Lettera del consumatore

20 novembre 2000
Domanda 20 novembre 2000
Oggetto: Encefalopatia Spongiforme Bovina nei mangimi per cani
Sono un ricercatore universitario e mi occupo di nutrizione animale.
Vi scrivo perche' volevo sensibilizzare l'opinione pubblica sul problema delle farine animali nei mangimi per cani e gatti ed informare Voi su quello che sta accadendo in questo settore poco considerato ma che presenta numerosi rischi anche per la salute dell'uomo.
Attualmente negli alimenti per cani vengono impiegate tutte quelle farine di carne che da qualche giorno sono state vietate dal Ministero della Sanita'. Questo perche' il Ministro ne ha proibito l'utilizzo, giustamente, nell'alimentazione di tutti gli animali da allevamento destinati al consumo umano.
Non sono stati presi in considerazione pero' i cani ed i gatti perche' in Italia, salvo prova contraria, non fanno parte della filiera alimentare. Avendo ben presente comunque che nell'alimentazione per cani e gatti andavano a finire scarti e parti molto a rischio di animali morti ed il loro utilizzo era scartato nei mangimi destinati agli animali da reddito inquanto molto piu' controllati (i mangimi per cani e gatti non li controlla nessuno), abbiamo iniziato una serie di verifiche.

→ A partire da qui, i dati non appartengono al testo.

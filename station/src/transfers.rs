//! SFTP sessions and the transfer queue.  A session is opened lazily
//! against a connection and carries a working-directory cursor and a
//! conflict policy.  Transfers are queued with bounded concurrency and
//! an optional global byte-rate cap; progress events are rate limited;
//! a transfer that dies with the link keeps its offset so it can be
//! reopened at `transferred` and finished.

use crate::config::CoreConfig;
use crate::dependents::{DependentKey, DependentKind, DependentState};
use crate::error::{CoreError, CoreResult, ErrorKind};
use crate::node::NodeId;
use crate::util;
use crate::{Station, StationNotification};
use causeway_ssh::{FileMetadata, OpenOptions, Sftp};
use governor::{Quota, RateLimiter};
use parking_lot::{Mutex, RwLock};
use serde::{Deserialize, Serialize};
use smol::Timer;
use std::collections::HashMap;
use std::io::{Read, Seek, SeekFrom, Write};
use std::num::NonZeroU32;
use std::path::{Path, PathBuf};
use std::sync::atomic::{AtomicU64, AtomicUsize, Ordering};
use std::sync::Arc;
use std::time::{Duration, Instant};

pub type SftpSessionId = usize;
pub type TransferId = usize;

static SFTP_SESSION_ID: AtomicUsize = AtomicUsize::new(1);
static TRANSFER_ID: AtomicUsize = AtomicUsize::new(1);

const CHUNK_SIZE: usize = 32 * 1024;

#[derive(Debug, Clone, Copy, PartialEq, Eq, Serialize, Deserialize)]
#[serde(rename_all = "snake_case")]
pub enum TransferState {
    Pending,
    Active,
    Paused,
    Completed,
    Cancelled,
    Errored,
}

#[derive(Debug, Clone, Copy, PartialEq, Eq, Serialize, Deserialize)]
#[serde(rename_all = "snake_case")]
pub enum TransferDirection {
    Upload,
    Download,
}

#[derive(Debug, Clone, Copy, PartialEq, Eq, Serialize, Deserialize)]
#[serde(rename_all = "snake_case")]
pub enum ConflictPolicy {
    Ask,
    Overwrite,
    Skip,
    Rename,
}

impl Default for ConflictPolicy {
    fn default() -> Self {
        ConflictPolicy::Ask
    }
}

#[derive(Debug, Clone, Serialize, Deserialize)]
pub struct TransferProgress {
    pub transfer_id: TransferId,
    pub node_id: NodeId,
    pub transferred: u64,
    pub total: u64,
    pub state: TransferState,
}
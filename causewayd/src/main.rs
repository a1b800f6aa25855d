//! CLI entry for the session core.  `serve` exposes the control
//! surface and wire endpoints on a unix socket; the one-shot
//! subcommands exist for scripting and map error kinds onto the
//! documented exit codes.

use clap::{Parser, Subcommand};
use station::config::CoreConfig;
use station::error::ErrorKind;
use station::Station;
use std::io::BufRead;
use std::path::PathBuf;
use std::process::ExitCode;

mod server;

const EXIT_OK: u8 = 0;
const EXIT_UNLOCK_FAILED: u8 = 10;
const EXIT_CONNECTION_FAILED: u8 = 20;
const EXIT_PROTOCOL_VIOLATION: u8 = 30;
const EXIT_INTERNAL: u8 = 40;

#[derive(Parser, Debug)]
#[command(name = "causewayd", about = "multi-session terminal workstation core")]
struct Cli {
    /// Path to a TOML config file.
    #[arg(long)]
    config: Option<PathBuf>,

    /// Override the data directory (node store, vault, known_hosts).
    #[arg(long)]
    data_dir: Option<PathBuf>,

    #[command(subcommand)]
    cmd: Cmd,
}

#[derive(Subcommand, Debug)]
enum Cmd {
    /// Serve the control surface and wire endpoints on a unix socket.
    Serve {
        #[arg(long)]
        socket: Option<PathBuf>,
    },
    /// Verify the vault passphrase (read from stdin).
    Unlock,
    /// Establish (or reuse) a connection to a node and report health.
    Ping { node_id: String },
}

fn exit_code_for(kind: ErrorKind) -> u8 {
    match kind {
        ErrorKind::AuthFailed | ErrorKind::AuthRequired => EXIT_UNLOCK_FAILED,
        ErrorKind::Unreachable
        | ErrorKind::Timeout
        | ErrorKind::Transient
        | ErrorKind::HostKeyMismatch
        | ErrorKind::BusyRetryLater => EXIT_CONNECTION_FAILED,
        ErrorKind::ProtocolViolation => EXIT_PROTOCOL_VIOLATION,
        _ => EXIT_INTERNAL,
    }
}

fn load_config(cli: &Cli) -> anyhow::Result<CoreConfig> {
    let mut config = match &cli.config {
        Some(path) => CoreConfig::load(path)?,
        None => CoreConfig::default(),
    };
    if let Some(data_dir) = &cli.data_dir {
        config.data_dir = Some(data_dir.clone());
    }
    Ok(config)
}

fn main() -> ExitCode {
    env_logger::Builder::from_env(env_logger::Env::default().default_filter_or("info")).init();
    let cli = Cli::parse();

    let config = match load_config(&cli) {
        Ok(config) => config,
        Err(err) => {
            eprintln!("causewayd: {err:#}");
            return ExitCode::from(EXIT_INTERNAL);
        }
    };

    let station = match Station::init(config) {
        Ok(station) => station,
        Err(err) => {
            eprintln!("causewayd: initializing core: {err:#}");
            return ExitCode::from(EXIT_INTERNAL);
        }
    };

    match cli.cmd {
        Cmd::Serve { socket } => {
            let socket = socket.unwrap_or_else(|| station.config().data_dir().join("causewayd.sock"));
            match smol::block_on(server::run(station, socket)) {
                Ok(()) => ExitCode::from(EXIT_OK),
                Err(err) => {
                    eprintln!("causewayd: {err:#}");
                    ExitCode::from(EXIT_INTERNAL)
                }
            }
        }
        Cmd::Unlock => {
            let mut passphrase = String::new();
            if std::io::stdin().lock().read_line(&mut passphrase).is_err() {
                return ExitCode::from(EXIT_INTERNAL);
            }
            let passphrase = passphrase.trim_end_matches(['\r', '\n']);
            match station.unlock_vault(passphrase) {
                Ok(()) => {
                    println!("vault unlocked");
                    ExitCode::from(EXIT_OK)
                }
                Err(err) => {
                    eprintln!("causewayd: {err}");
                    ExitCode::from(exit_code_for(err.kind))
                }
            }
        }
        Cmd::Ping { node_id } => match smol::block_on(station.resolve_connection(&node_id)) {
            Ok(record) => {
                println!(
                    "node {} is reachable via connection {}",
                    node_id, record.connection_id
                );
                ExitCode::from(EXIT_OK)
            }
            Err(err) => {
                eprintln!("causewayd: {err}");
                ExitCode::from(exit_code_for(err.kind))
            }
        },
    }
}

#[cfg(test)]
mod test {
    use super::*;

    #[test]
    fn exit_codes_match_contract() {
        assert_eq!(exit_code_for(ErrorKind::AuthFailed), 10);
        assert_eq!(exit_code_for(ErrorKind::Unreachable), 20);
        assert_eq!(exit_code_for(ErrorKind::Timeout), 20);
        assert_eq!(exit_code_for(ErrorKind::ProtocolViolation), 30);
        assert_eq!(exit_code_for(ErrorKind::Internal), 40);
    }
}
/// Answer a client handshake, or reject with a ProtocolError frame.
pub fn server_handshake<S: std::io::Read + std::io::Write>(
    codec: &FrameCodec,
    stream: &mut S,
) -> Result<(), FrameError> {
    match codec.decode(&mut *stream)? {
        Frame::Handshake(vers) if &vers == PROTOCOL_VERSION => {
            codec.encode(&Frame::Handshake(*PROTOCOL_VERSION), &mut *stream)?;
            Ok(())
        }
        Frame::Handshake(vers) => {
            let reason = format!("unsupported protocol version {:?}", vers);
            codec.encode(&Frame::ProtocolError(reason.clone()), &mut *stream)?;
            Err(FrameError::Io(std::io::Error::new(
                std::io::ErrorKind::InvalidData,
                reason,
            )))
        }
        other => {
            codec.encode(
                &Frame::ProtocolError("expected version handshake".to_string()),
                &mut *stream,
            )?;
            Err(FrameError::UnknownType(other.frame_type()))
        }
    }
}

#[cfg(test)]
mod test {
    use super::*;

    #[test]
    fn test_frame() {
        let codec = FrameCodec::new();
        let mut encoded = Vec::new();
        codec
            .encode(&Frame::Input(b"hello".to_vec()), &mut encoded)
            .unwrap();
        assert_eq!(&encoded, b"\x01\x00\x00\x00\x05hello");
        let decoded = codec.decode(encoded.as_slice()).unwrap();
        assert_eq!(decoded, Frame::Input(b"hello".to_vec()));
    }

    #[test]
    fn test_empty_frames() {
        let codec = FrameCodec::new();
        for frame in [Frame::Bell, Frame::Ack] {
            let mut encoded = Vec::new();
            codec.encode(&frame, &mut encoded).unwrap();
            assert_eq!(encoded.len(), 5);
            assert_eq!(codec.decode(encoded.as_slice()).unwrap(), frame);
        }
    }

    #[test]
    fn test_resize_wire_format() {
        let codec = FrameCodec::new();
        let mut encoded = Vec::new();
        codec
            .encode(&Frame::Resize { rows: 24, cols: 80 }, &mut encoded)
            .unwrap();
        assert_eq!(&encoded, b"\x03\x00\x00\x00\x04\x00\x18\x00\x50");
        assert_eq!(
            codec.decode(encoded.as_slice()).unwrap(),
            Frame::Resize { rows: 24, cols: 80 }
        );
    }

    #[test]
    fn test_frame_lengths() {
        let codec = FrameCodec::new();
        for target_len in &[1usize, 128, 247, 256, 65536, DEFAULT_MAX_PAYLOAD] {
            let mut payload = Vec::with_capacity(*target_len);
            payload.resize(*target_len, b'a');
            let mut encoded = Vec::new();
            codec
                .encode(&Frame::Output(payload.clone()), &mut encoded)
                .unwrap();
            let decoded = codec.decode(encoded.as_slice()).unwrap();
            assert_eq!(decoded, Frame::Output(payload));
        }
    }

    #[test]
    fn test_oversize_payload_rejected() {
        let codec = FrameCodec::new().with_max_payload(16);
        let mut encoded = Vec::new();
        encoded.push(0x01);
        encoded.extend_from_slice(&17u32.to_be_bytes());
        encoded.extend_from_slice(&[0u8; 17]);
        let err = codec.decode(encoded.as_slice()).unwrap_err();
        assert!(err.is_violation());
        assert!(matches!(
            err,
            FrameError::PayloadTooLarge { length: 17, cap: 16 }
        ));
    }

    #[test]
    fn test_unknown_type_strict() {
        let codec = FrameCodec::new();
        let mut encoded = Vec::new();
        encoded.push(0x7f);
        encoded.extend_from_slice(&0u32.to_be_bytes());
        let err = codec.decode(encoded.as_slice()).unwrap_err();
        assert!(matches!(err, FrameError::UnknownType(0x7f)));
        assert!(err.is_violation());
    }

    #[test]
    fn test_unknown_type_lenient() {
        let codec = FrameCodec::new().lenient();
        let mut encoded = Vec::new();
        encoded.push(0x7f);
        encoded.extend_from_slice(&3u32.to_be_bytes());
        encoded.extend_from_slice(b"abc");
        assert_eq!(
            codec.decode(encoded.as_slice()).unwrap(),
            Frame::Unknown {
                frame_type: 0x7f,
                length: 3
            }
        );
    }

    #[test]
    fn stream_decode_partial() {
        let codec = FrameCodec::new();
        let mut encoded = Vec::new();
        codec
            .encode(&Frame::Input(b"id\n".to_vec()), &mut encoded)
            .unwrap();
        codec.encode(&Frame::Bell, &mut encoded).unwrap();

        // Feed the bytes one at a time; a frame should pop out only
        // once enough bytes have accumulated.
        let mut buffer = Vec::new();
        let mut decoded = Vec::new();
        for byte in encoded {
            buffer.push(byte);
            if let Some(frame) = codec.stream_decode(&mut buffer).unwrap() {
                decoded.push(frame);
            }
        }
        assert_eq!(
            decoded,
            vec![Frame::Input(b"id\n".to_vec()), Frame::Bell]
        );
        assert!(buffer.is_empty());
    }

    #[test]
    fn try_read_and_decode_eof() {
        let codec = FrameCodec::new();
        let mut encoded = Vec::new();
        codec.encode(&Frame::Ack, &mut encoded).unwrap();

        let mut cursor = Cursor::new(encoded.as_slice());
        let mut buffer = Vec::new();
        assert_eq!(
            codec
                .try_read_and_decode(&mut cursor, &mut buffer)
                .unwrap(),
            Some(Frame::Ack)
        );
        let err = codec
            .try_read_and_decode(&mut cursor, &mut buffer)
            .unwrap_err();
        match err {
            FrameError::Io(ioerr) => {
                assert_eq!(ioerr.kind(), std::io::ErrorKind::UnexpectedEof)
            }
            other => panic!("expected io error, got {:?}", other),
        }
    }

    #[test]
    fn test_handshake_pair() {
        use std::io::{Read, Write};

        // A toy duplex "stream" backed by two byte buffers.
        struct Pipe {
            incoming: Cursor<Vec<u8>>,
            outgoing: Vec<u8>,
        }
        impl Read for Pipe {
            fn read(&mut self, buf: &mut [u8]) -> std::io::Result<usize> {
                self.incoming.read(buf)
            }
        }
        impl Write for Pipe {
            fn write(&mut self, buf: &[u8]) -> std::io::Result<usize> {
                std::io::Write::write(&mut self.outgoing, buf)
            }
            fn flush(&mut self) -> std::io::Result<()> {
                Ok(())
            }
        }

        let codec = FrameCodec::new();
        let client_hello = codec.encode_to_vec(&Frame::Handshake(*PROTOCOL_VERSION));

        let mut server = Pipe {
            incoming: Cursor::new(client_hello),
            outgoing: Vec::new(),
        };
        server_handshake(&codec, &mut server).unwrap();

        let mut client = Pipe {
            incoming: Cursor::new(server.outgoing),
            outgoing: Vec::new(),
        };
        client_handshake(&codec, &mut client).unwrap();
    }

    #[test]
    fn test_handshake_rejects_bad_version() {
        let codec = FrameCodec::new();
        let hello = codec.encode_to_vec(&Frame::Handshake(*b"V999"));

        struct Pipe(Cursor<Vec<u8>>, Vec<u8>);
        impl std::io::Read for Pipe {
            fn read(&mut self, buf: &mut [u8]) -> std::io::Result<usize> {
                self.0.read(buf)
            }
        }
        impl std::io::Write for Pipe {
            fn write(&mut self, buf: &[u8]) -> std::io::Result<usize> {
                self.1.extend_from_slice(buf);
                Ok(buf.len())
            }
            fn flush(&mut self) -> std::io::Result<()> {
                Ok(())
            }
        }

        let mut server = Pipe(Cursor::new(hello), Vec::new());
        assert!(server_handshake(&codec, &mut server).is_err());
        // The reject must be a ProtocolError frame with a non-empty reason
        match codec.decode(server.1.as_slice()).unwrap() {
            Frame::ProtocolError(reason) => assert!(!reason.is_empty()),
            other => panic!("expected ProtocolError, got {:?}", other),
        }
    }

    #[test]
    fn test_protocol_error_roundtrip() {
        let codec = FrameCodec::new();
        let frame = Frame::ProtocolError("length out of range".to_string());
        let mut encoded = Vec::new();
        codec.encode(&frame, &mut encoded).unwrap();
        assert_eq!(codec.decode(encoded.as_slice()).unwrap(), frame);
    }
}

Ora il problema sostanziale e' che da vari controlli effettuati gia' da diverso tempo su questi mangimi, parecchi di essi, anche delle migliori marche, sorprendentemente sono risultati positivi al test della BSE.
Gli unici su cui non abbiamo riscontrato problemi e sono stati quelli campionati con piu' frequenza, poiche' li abbiamo utilizzati come parametro standard perche' biologici, sono due: il Number One Biological, acquistato nei Pet shop ed il Biologic Line acquistato in un negozio di alimentazione biologica ed in un supermercato. Le aziende produttrici inoltre dovrebbero essere Italiane. Il grosso problema sanitario legato a questi mangimi comunque, non e' tanto il pericolo per i nostri amici cani o gatti, dove peraltro non esistono casi documentati di sviluppo di Encefalopatia Spongiforme bensi' per l'uomo, ed e' legato soprattutto ai mangimi secchi (crocchette), dai quali si potrebbe trasmettere il morbo per semplice contatto con le crocchette infette od addirittura per inalazione, attraverso la polvere, visto che queste risultano sbriciolarsi molto facilmente ed essere polverulente.
Questo faciliterebbe appunto la trasmissione all'uomo, del prione ovvero la proteina impazzita responsabile della malattia.

Risposta ADUC
La ringraziamo per la cortesia di averci fornito queste utilissime informazioni: il problema non dovra' essere sottovalutato.